Saturday, 29 November 2008

Bringing QuickTime to the Wii

OK so while the title is true it is rather misleading. Let me explain.

I have a web application that contains QuickTime movies (film trailers) and I wanted to make sure that if the user of the site didn't have QuickTime installed they could still see the movies. My main reason for this is that I wanted the site to work fully when viewed through the web browser on the Wii and the Wii doesn't support QuickTime.

The solution is to try and use QuickTime but if it isn't installed then to convert, on the fly (using FFmpeg), the QuickTime movie to an FLV file and then play this back in a Flash based movie player (specifically the JW FLV Player) that will work on the Wii.

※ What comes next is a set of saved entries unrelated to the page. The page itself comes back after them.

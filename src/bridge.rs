// RecorderBridge: forwarding layer between the Kotlin activity and the recorder
//
// The JNI exports only decode arguments and encode results; everything that
// can be tested off-device lives here.

use std::path::PathBuf;
use std::sync::{Arc, Mutex};

use tokio::sync::broadcast;

use crate::config::{InputPreset, PerformanceMode, RecorderConfig};
use crate::error::{log_recorder_error, ErrorCode, RecorderError};
use crate::events::{BridgeOperation, EventBroadcaster, RecorderEvent};
use crate::recorder::{Recorder, RecordingRequest, RecordingSummary};

/// String returned by `stringFromJNI`
pub const IDENTIFICATION: &str = "Oboe tester";

/// Status code for the managed side: `0` on success, the error code otherwise
pub fn status_code<T>(result: &Result<T, RecorderError>) -> i32 {
    match result {
        Ok(_) => 0,
        Err(err) => err.code(),
    }
}

/// RecorderBridge: owns the injected recorder and its call bookkeeping
///
/// - Argument validation at the boundary (path, sample rate, NDK codes)
/// - Forwarding to the one recorder instance it was built with
/// - Last-error tracking so the activity can ask why a call returned `false`
/// - Lifecycle events for subscribers
pub struct RecorderBridge {
    recorder: Arc<dyn Recorder>,
    config: RecorderConfig,
    last_error: Mutex<Option<RecorderError>>,
    events: EventBroadcaster,
}

impl RecorderBridge {
    pub fn new(recorder: Arc<dyn Recorder>, config: RecorderConfig) -> Self {
        Self {
            recorder,
            config,
            last_error: Mutex::new(None),
            events: EventBroadcaster::default(),
        }
    }

    pub fn identify(&self) -> &'static str {
        IDENTIFICATION
    }

    /// Start recording `path` at `sample_rate` with the configured preset and mode
    pub fn start_recording(&self, path: &str, sample_rate: i32) -> Result<(), RecorderError> {
        let result = self.build_request(
            path,
            sample_rate,
            self.config.input_preset,
            self.config.performance_mode,
        );
        self.forward_start(result)
    }

    /// Start recording with explicit NDK input preset and performance mode codes
    pub fn start_recording_with(
        &self,
        path: &str,
        sample_rate: i32,
        input_preset: i32,
        performance_mode: i32,
    ) -> Result<(), RecorderError> {
        let result = InputPreset::from_ndk(input_preset).and_then(|preset| {
            let mode = PerformanceMode::from_ndk(performance_mode)?;
            self.build_request(path, sample_rate, preset, mode)
        });
        self.forward_start(result)
    }

    /// Report a start that failed before its arguments could be decoded
    ///
    /// Goes through the same bookkeeping as a rejected start, so the last
    /// error and the `Failed` event reflect it.
    pub fn reject_start(&self, err: RecorderError) -> Result<(), RecorderError> {
        self.forward_start(Err(err))
    }

    pub fn stop_recording(&self) -> Result<RecordingSummary, RecorderError> {
        let result = self.recorder.stop();
        match &result {
            Ok(summary) => {
                tracing::info!(
                    "[Bridge] Stopped recording {} ({} frames, {} dropped)",
                    summary.path.display(),
                    summary.frames_written,
                    summary.dropped_frames
                );
                self.clear_error();
                self.events.publish(RecorderEvent::Stopped {
                    summary: summary.clone(),
                });
            }
            Err(err) => self.record_failure(BridgeOperation::Stop, err),
        }
        result
    }

    pub fn is_recording(&self) -> bool {
        self.recorder.is_recording()
    }

    /// Most recent start/stop failure, cleared by the next success
    pub fn last_error(&self) -> Option<RecorderError> {
        self.last_error
            .lock()
            .map(|guard| guard.clone())
            .unwrap_or_else(|_| {
                Some(RecorderError::LockPoisoned {
                    component: "last_error".to_string(),
                })
            })
    }

    pub fn subscribe(&self) -> broadcast::Receiver<RecorderEvent> {
        self.events.subscribe()
    }

    pub fn recorder(&self) -> &Arc<dyn Recorder> {
        &self.recorder
    }

    pub fn config(&self) -> &RecorderConfig {
        &self.config
    }

    fn build_request(
        &self,
        path: &str,
        sample_rate: i32,
        input_preset: InputPreset,
        performance_mode: PerformanceMode,
    ) -> Result<RecordingRequest, RecorderError> {
        if path.is_empty() {
            return Err(RecorderError::InvalidPath {
                reason: "path is empty".to_string(),
            });
        }
        let sample_rate = u32::try_from(sample_rate)
            .ok()
            .filter(|rate| *rate > 0)
            .ok_or(RecorderError::InvalidSampleRate { rate: sample_rate })?;

        Ok(RecordingRequest {
            path: PathBuf::from(path),
            sample_rate,
            input_preset,
            performance_mode,
        })
    }

    fn forward_start(
        &self,
        request: Result<RecordingRequest, RecorderError>,
    ) -> Result<(), RecorderError> {
        let result = request.and_then(|request| {
            self.recorder.start(&request)?;
            Ok(request)
        });

        match result {
            Ok(request) => {
                tracing::info!(
                    "[Bridge] Started recording {} at {} Hz",
                    request.path.display(),
                    request.sample_rate
                );
                self.clear_error();
                self.events.publish(RecorderEvent::Started {
                    path: request.path,
                    sample_rate: request.sample_rate,
                });
                Ok(())
            }
            Err(err) => {
                self.record_failure(BridgeOperation::Start, &err);
                Err(err)
            }
        }
    }

    fn record_failure(&self, operation: BridgeOperation, err: &RecorderError) {
        let context = match operation {
            BridgeOperation::Start => "start_recording",
            BridgeOperation::Stop => "stop_recording",
        };
        log_recorder_error(err, context);

        if let Ok(mut guard) = self.last_error.lock() {
            *guard = Some(err.clone());
        }
        self.events.publish(RecorderEvent::Failed {
            operation,
            code: err.code(),
            message: err.message(),
        });
    }

    fn clear_error(&self) {
        if let Ok(mut guard) = self.last_error.lock() {
            *guard = None;
        }
    }
}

Now I know that there are a number of systems available that use the web browser on the Wii to turn it into a media player but these are all huge systems with their own front and back end code and didn't seem like a reasonable starting point for what I wanted. A few people have also tried to work on a small scale and do what I wanted to achieve but from my perspective their approaches suffered from two problems 1) none of them used servlets as the back end code and I was already committed to using Tomcat and 2) they all had problems with seeking within the resulting FLV movies. So I set out to solve both of these problems.

It's taken me a few days to get something that works but I'm now happy enough with the code to release it into the wild for others to play with and improve upon. Unfortunately I can't easily show you a demo as the machine hosting this blog doesn't provide me with the ability to run server side scripts but you can download the entire example which when unzipped provides a complete Tomcat webapp.

v0.4 (08/04/2011): Updated to the newest version of JW FLV Player, fixed numerous bugs and re-factored the code to make it more flexible and maintainable. This release should be much more usable then the previous ones.

v0.3 (14/03/2010): Fixed a bug that was causing an error on the Wii and updated the JW FLV Player to the newest version. The code is now also being hosted (and built by Hudson) along with the rest of my projects.

Updated 02/12/2008: I've cleaned up a lot of the server side code to make it easier to understand and maintain. I've also updated the bundled copy of FFmpeg to a much newer build. Finally I've updated the version of the QuickTime embedding script to the newest version.